Nalchik (Russia):As Koneru Humpy progresses towards the women's world title, Indian chess is on the cusp of a unique record of having all four world champions at the same time.
She has played superbly and is coming to form as was evident with her 2-0 win over China's Shen Yang to move into semi-finals.
Humpy, who says she has grown up dreaming of becoming a World Champion is now close to realising it.
"I won four Junior World titles and managed to win several open men's tournaments and Asian Championships. Of course, my most cherished dream has always been to become a Women's World Champion," she told IANS in an interview.
If Humpy wins the Women's World Championship title here, India will have all reigning champions - the men's world champion in Viswanathan Anand, men's world junior champion in Abhijeet Gupta, who won the world Under-20 title in Gaziantep, Turkey last month, and the women's Under-20 champion in Dronavalli Harika.
Humpy holds the second highest rating ever in women's chess history and is the highest rated player here at the Women's World Championship.
Following are excerpts from interview:
Q: How difficult is it to hold leadership in women's chess?
A: It is a rather difficult task because any player who aims at reaching high level will emulate me. Besides, the level of chess playing has gone up enormously. Computer chess training programmes have been created. All in all, I'd say that the rating of the player doesn't mean much. The important thing any player should concentrate on is the way he or she plays.
Q: It is not the first time that you came to play at the tournament as a leader. Yet you have never been a Champion?
A: Actually it is my third World Championship. I managed to advance to the semifinal at the first one. I won in the tournament in Ekaterinburg (Russia). I also won four Junior World titles and managed to win several open men's tournaments and Asian Championships. Of course, my most cherished dream has always been to become a Women's World Champion.

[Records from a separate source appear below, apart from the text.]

//! Defines the configuration consumed when a triple context is built.
//! The deployment supplies these knobs once; the context caches them.

use crate::consts::DEFAULT_TABLE_PREFIX;
use crate::options::RowKeyHashing;
use log::info;
use serde::{Deserialize, Serialize};
use std::io::{BufReader, Write};
use std::path::Path;

fn default_table_prefix() -> String {
    DEFAULT_TABLE_PREFIX.to_string()
}

/// Storage-layer knobs for row production.
#[derive(Serialize, Deserialize, Debug, Clone, PartialEq, Eq)]
pub struct RyaConfig {
    /// Prefix row keys with a value hash to balance shards.
    #[serde(default)]
    pub row_key_hashing: RowKeyHashing,
    /// Prefix for the physical table names.
    #[serde(default = "default_table_prefix")]
    pub table_prefix: String,
}

impl Default for RyaConfig {
    fn default() -> Self {
        RyaConfig {
            row_key_hashing: RowKeyHashing::Disabled,
            table_prefix: default_table_prefix(),
        }
    }
}

impl RyaConfig {
    pub fn new(row_key_hashing: impl Into<RowKeyHashing>, table_prefix: impl Into<String>) -> Self {
        RyaConfig {
            row_key_hashing: row_key_hashing.into(),
            table_prefix: table_prefix.into(),
        }
    }

    pub fn save_to_file(&self, file: &Path) -> std::io::Result<()> {
        let config_str = serde_json::to_string_pretty(&self)
            .map_err(|e| std::io::Error::new(std::io::ErrorKind::InvalidData, e))?;
        let mut file = std::fs::File::create(file)?;
        file.write_all(config_str.as_bytes())?;
        Ok(())
    }

    pub fn from_file(file: &Path) -> std::io::Result<Self> {
        let reader = BufReader::new(std::fs::File::open(file)?);
        let config: RyaConfig = serde_json::from_reader(reader)
            .map_err(|e| std::io::Error::new(std::io::ErrorKind::InvalidData, e))?;
        info!(
            "loaded config: hashing={:?} table_prefix={}",
            config.row_key_hashing, config.table_prefix
        );
        Ok(config)
    }

    /// Prints out the current config in a clear and readable way for
    /// command line output.
    pub fn print(&self) {
        println!("Configuration:");
        println!("  Row Key Hashing: {}", self.row_key_hashing.is_enabled());
        println!("  Table Prefix: {}", self.table_prefix);
    }
}

#[cfg(test)]
mod tests {
    use super::*;

    #[test]
    fn defaults() {
        let config = RyaConfig::default();
        assert!(!config.row_key_hashing.is_enabled());
        assert_eq!(config.table_prefix, "rya_");
    }

    #[test]
    fn bool_conversions() {
        assert_eq!(RowKeyHashing::from(true), RowKeyHashing::Enabled);
        assert_eq!(RowKeyHashing::from(false), RowKeyHashing::Disabled);
        assert!(bool::from(RowKeyHashing::Enabled));
    }
}
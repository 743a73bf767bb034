use rya::{RowKeyHashing, RyaConfig};

#[test]
fn config_json_roundtrip() {
    let dir = tempfile::tempdir().expect("tempdir");
    let path = dir.path().join("rya.json");
    let config = RyaConfig::new(RowKeyHashing::Enabled, "prod_");
    config.save_to_file(&path).expect("save");
    let loaded = RyaConfig::from_file(&path).expect("load");
    assert_eq!(loaded, config);
}

#[test]
fn missing_fields_fall_back_to_defaults() {
    let dir = tempfile::tempdir().expect("tempdir");
    let path = dir.path().join("empty.json");
    std::fs::write(&path, "{}").expect("write");
    let loaded = RyaConfig::from_file(&path).expect("load");
    assert_eq!(loaded, RyaConfig::default());
}

#[test]
fn unreadable_config_is_an_error() {
    let dir = tempfile::tempdir().expect("tempdir");
    let path = dir.path().join("bad.json");
    std::fs::write(&path, "not json").expect("write");
    assert!(RyaConfig::from_file(&path).is_err());
    assert!(RyaConfig::from_file(&dir.path().join("absent.json")).is_err());
}
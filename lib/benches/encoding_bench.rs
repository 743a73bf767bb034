use criterion::{BenchmarkId, Criterion, Throughput, criterion_group, criterion_main};
use rya::consts::{XSD_DOUBLE, XSD_INT};
use rya::{
    RowKeyHashing, RyaConfig, RyaIri, RyaStatement, RyaType, TripleContext, TypeRegistry,
};

/// Generate `n` statements with a mix of object datatypes.
fn generate_statements(n: usize) -> Vec<RyaStatement> {
    (0..n)
        .map(|i| {
            let object = match i % 4 {
                0 => RyaType::plain(format!("value {i}")),
                1 => RyaType::new(XSD_INT.into(), (i as i32).to_string()),
                2 => RyaType::new(XSD_DOUBLE.into(), format!("{}.5", i)),
                _ => RyaType::from(RyaIri::new(format!("http://example.org/o/{i}")).unwrap()),
            };
            RyaStatement::builder()
                .subject(RyaIri::new(format!("http://example.org/s/{}", i % 100)).unwrap())
                .predicate(RyaIri::new(format!("http://example.org/p/{}", i % 20)).unwrap())
                .object(object)
                .timestamp(1_700_000_000_000i64 + i as i64)
                .build()
                .unwrap()
        })
        .collect()
}

fn bench_value_roundtrip(c: &mut Criterion) {
    let registry = TypeRegistry::new();
    let values: Vec<RyaType> = generate_statements(1000)
        .iter()
        .map(|s| s.object().clone())
        .collect();
    let encoded: Vec<Vec<u8>> = values
        .iter()
        .map(|v| registry.serialize(v).unwrap())
        .collect();

    let mut group = c.benchmark_group("value");
    group.throughput(Throughput::Elements(values.len() as u64));
    group.bench_function("serialize", |b| {
        b.iter(|| {
            for v in &values {
                std::hint::black_box(registry.serialize(v).unwrap());
            }
        })
    });
    group.bench_function("deserialize", |b| {
        b.iter(|| {
            for bytes in &encoded {
                std::hint::black_box(registry.deserialize(bytes).unwrap());
            }
        })
    });
    group.finish();
}

fn bench_triple_rows(c: &mut Criterion) {
    let statements = generate_statements(1000);
    let mut group = c.benchmark_group("triple_rows");
    group.throughput(Throughput::Elements(statements.len() as u64));
    for hashing in [RowKeyHashing::Disabled, RowKeyHashing::Enabled] {
        let context = TripleContext::new(&RyaConfig::new(hashing, "rya_"));
        let label = if hashing.is_enabled() { "hashed" } else { "plain" };
        group.bench_function(BenchmarkId::new("serialize", label), |b| {
            b.iter(|| {
                for s in &statements {
                    std::hint::black_box(context.serialize_triple(s).unwrap());
                }
            })
        });
        let rows: Vec<_> = statements
            .iter()
            .map(|s| context.serialize_triple(s).unwrap())
            .collect();
        group.bench_function(BenchmarkId::new("deserialize", label), |b| {
            b.iter(|| {
                for row_map in &rows {
                    for (&layout, row) in row_map {
                        std::hint::black_box(context.deserialize_triple(layout, row).unwrap());
                    }
                }
            })
        });
    }
    group.finish();
}

criterion_group!(benches, bench_value_roundtrip, bench_triple_rows);
criterion_main!(benches);
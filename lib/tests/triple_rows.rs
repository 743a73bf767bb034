use rya::consts::{HASH_PREFIX_LEN, ROW_DELIM, XSD_INT};
use rya::{
    RowKeyHashing, RyaConfig, RyaIri, RyaStatement, RyaType, TableLayout, TripleContext,
    TripleRowResolverError,
};

fn init() {
    let _ = env_logger::builder().is_test(true).try_init();
}

fn iri(s: &str) -> RyaIri {
    RyaIri::new(s).expect("iri")
}

fn statement() -> RyaStatement {
    RyaStatement::builder()
        .subject(iri("urn:test#subj"))
        .predicate(iri("urn:test#pred"))
        .object(RyaType::plain("mydata"))
        .timestamp(1_700_000_000_000i64)
        .build()
        .expect("statement")
}

#[test]
fn spo_row_roundtrip_without_hashing() {
    init();
    let context = TripleContext::new(&RyaConfig::default());
    let statement = statement();
    let rows = context.serialize_triple(&statement).expect("rows");
    let back = context
        .deserialize_triple(TableLayout::Spo, &rows[&TableLayout::Spo])
        .expect("statement");
    assert_eq!(back, statement);
}

#[test]
fn every_layout_roundtrips() {
    init();
    for hashing in [RowKeyHashing::Disabled, RowKeyHashing::Enabled] {
        let context = TripleContext::new(&RyaConfig::new(hashing, "rya_"));
        let statement = statement();
        let rows = context.serialize_triple(&statement).expect("rows");
        assert_eq!(rows.len(), TableLayout::all().len());
        for (&layout, row) in &rows {
            let back = context.deserialize_triple(layout, row).expect("statement");
            assert_eq!(back, statement, "layout {}", layout);
        }
    }
}

#[test]
fn hashed_rows_still_reconstruct_exactly() {
    init();
    let context = TripleContext::new(&RyaConfig::new(true, "rya_"));
    let statement = statement();
    let rows = context.serialize_triple(&statement).expect("rows");
    let row = &rows[&TableLayout::Spo];
    // fixed-width hex hash, then a delimiter, then the plain segments
    assert_eq!(row.row[HASH_PREFIX_LEN], ROW_DELIM);
    assert!(row.row[..HASH_PREFIX_LEN]
        .iter()
        .all(|b| b.is_ascii_hexdigit()));
    let back = context
        .deserialize_triple(TableLayout::Spo, row)
        .expect("statement");
    assert_eq!(back, statement);
}

#[test]
fn context_visibility_and_metadata_survive() {
    init();
    let context = TripleContext::new(&RyaConfig::default());
    let statement = RyaStatement::builder()
        .subject(iri("urn:test#subj"))
        .predicate(iri("urn:test#pred"))
        .object(RyaType::new(XSD_INT.into(), "42"))
        .context(iri("urn:test#context"))
        .column_visibility(b"group|admin".to_vec())
        .timestamp(1_700_000_000_000i64)
        .metadata("source=ingest".to_string())
        .build()
        .expect("statement");
    let rows = context.serialize_triple(&statement).expect("rows");
    for (&layout, row) in &rows {
        assert_eq!(row.column_visibility, b"group|admin");
        assert_eq!(row.timestamp, 1_700_000_000_000i64);
        assert_eq!(row.value, b"source=ingest");
        let back = context.deserialize_triple(layout, row).expect("statement");
        assert_eq!(back, statement);
    }
}

#[test]
fn object_with_delimiter_bytes_roundtrips_in_every_layout() {
    init();
    let context = TripleContext::new(&RyaConfig::default());
    let statement = RyaStatement::builder()
        .subject(iri("urn:test#subj"))
        .predicate(iri("urn:test#pred"))
        .object(RyaType::plain("my\u{0}data\u{1}"))
        .timestamp(1i64)
        .build()
        .expect("statement");
    let rows = context.serialize_triple(&statement).expect("rows");
    for (&layout, row) in &rows {
        let back = context.deserialize_triple(layout, row).expect("statement");
        assert_eq!(back, statement, "layout {}", layout);
    }
}

#[test]
fn row_keys_differ_per_layout() {
    init();
    let context = TripleContext::new(&RyaConfig::default());
    let rows = context.serialize_triple(&statement()).expect("rows");
    assert_ne!(rows[&TableLayout::Spo].row, rows[&TableLayout::Pos].row);
    assert_ne!(rows[&TableLayout::Pos].row, rows[&TableLayout::Osp].row);
    assert_ne!(rows[&TableLayout::Spo].row, rows[&TableLayout::Osp].row);
}

#[test]
fn hashed_and_plain_rows_are_mutually_malformed() {
    init();
    let plain = TripleContext::new(&RyaConfig::new(false, "rya_"));
    let hashed = TripleContext::new(&RyaConfig::new(true, "rya_"));
    let statement = statement();

    let plain_rows = plain.serialize_triple(&statement).expect("rows");
    let result = hashed.deserialize_triple(TableLayout::Spo, &plain_rows[&TableLayout::Spo]);
    assert!(matches!(
        result,
        Err(TripleRowResolverError::MalformedRow {
            expected: 4,
            found: 3,
            ..
        })
    ));

    let hashed_rows = hashed.serialize_triple(&statement).expect("rows");
    let result = plain.deserialize_triple(TableLayout::Spo, &hashed_rows[&TableLayout::Spo]);
    assert!(matches!(
        result,
        Err(TripleRowResolverError::MalformedRow {
            expected: 3,
            found: 4,
            ..
        })
    ));
}

#[test]
fn truncated_row_is_malformed() {
    init();
    let context = TripleContext::new(&RyaConfig::default());
    let statement = statement();
    let rows = context.serialize_triple(&statement).expect("rows");
    let mut row = rows[&TableLayout::Spo].clone();
    // cut the row off inside the predicate segment
    let first_delim = row.row.iter().position(|&b| b == ROW_DELIM).expect("delim");
    row.row.truncate(first_delim + 3);
    assert!(matches!(
        context.deserialize_triple(TableLayout::Spo, &row),
        Err(TripleRowResolverError::MalformedRow { .. })
    ));
}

Q: One of the Grand Prix tournaments is planned to be held in Nalchik next year. Are you going to come here again?
A: Truly speaking I don't know the details but I would like to participate.
Q: How did you begin playing chess?
A: My father taught me to play chess when I was a little girl and he is still my coach. My younger sister also used to play but she has given up now. My father always accompanies me to different tournaments.
Q: How do men take the fact that women in your country play chess?
A: Traditions are changing in India. Women didn't work and used to be illiterate. Now the situation has fundamentally changed. Women are equally represented in education, science and other domains, actively go in for different sports.
Q: How much time a day do you devote to chess?
A: I devote 6-7 hours per day. And I play in 6-8 tournaments a year. So, as you can see most part of my life is devoted to chess playing.
Q: Will it last forever?
A: I can't say for sure. I will play until I stop getting pleasure from it.
Q: What if your future husband objects to your playing chess?
A: I think it should be agreed on before the marriage. (Laughs)
Q: How and with whom do you usually spend you free time?
A: I prefer to spend my free time with my family. We go to restaurants and visit theatres. I also like to play badminton.
Q: Do chess players have their own superstitions?
A: I don't really believe in them. I get concentrated before the game, become estranged and shrink into my own shell.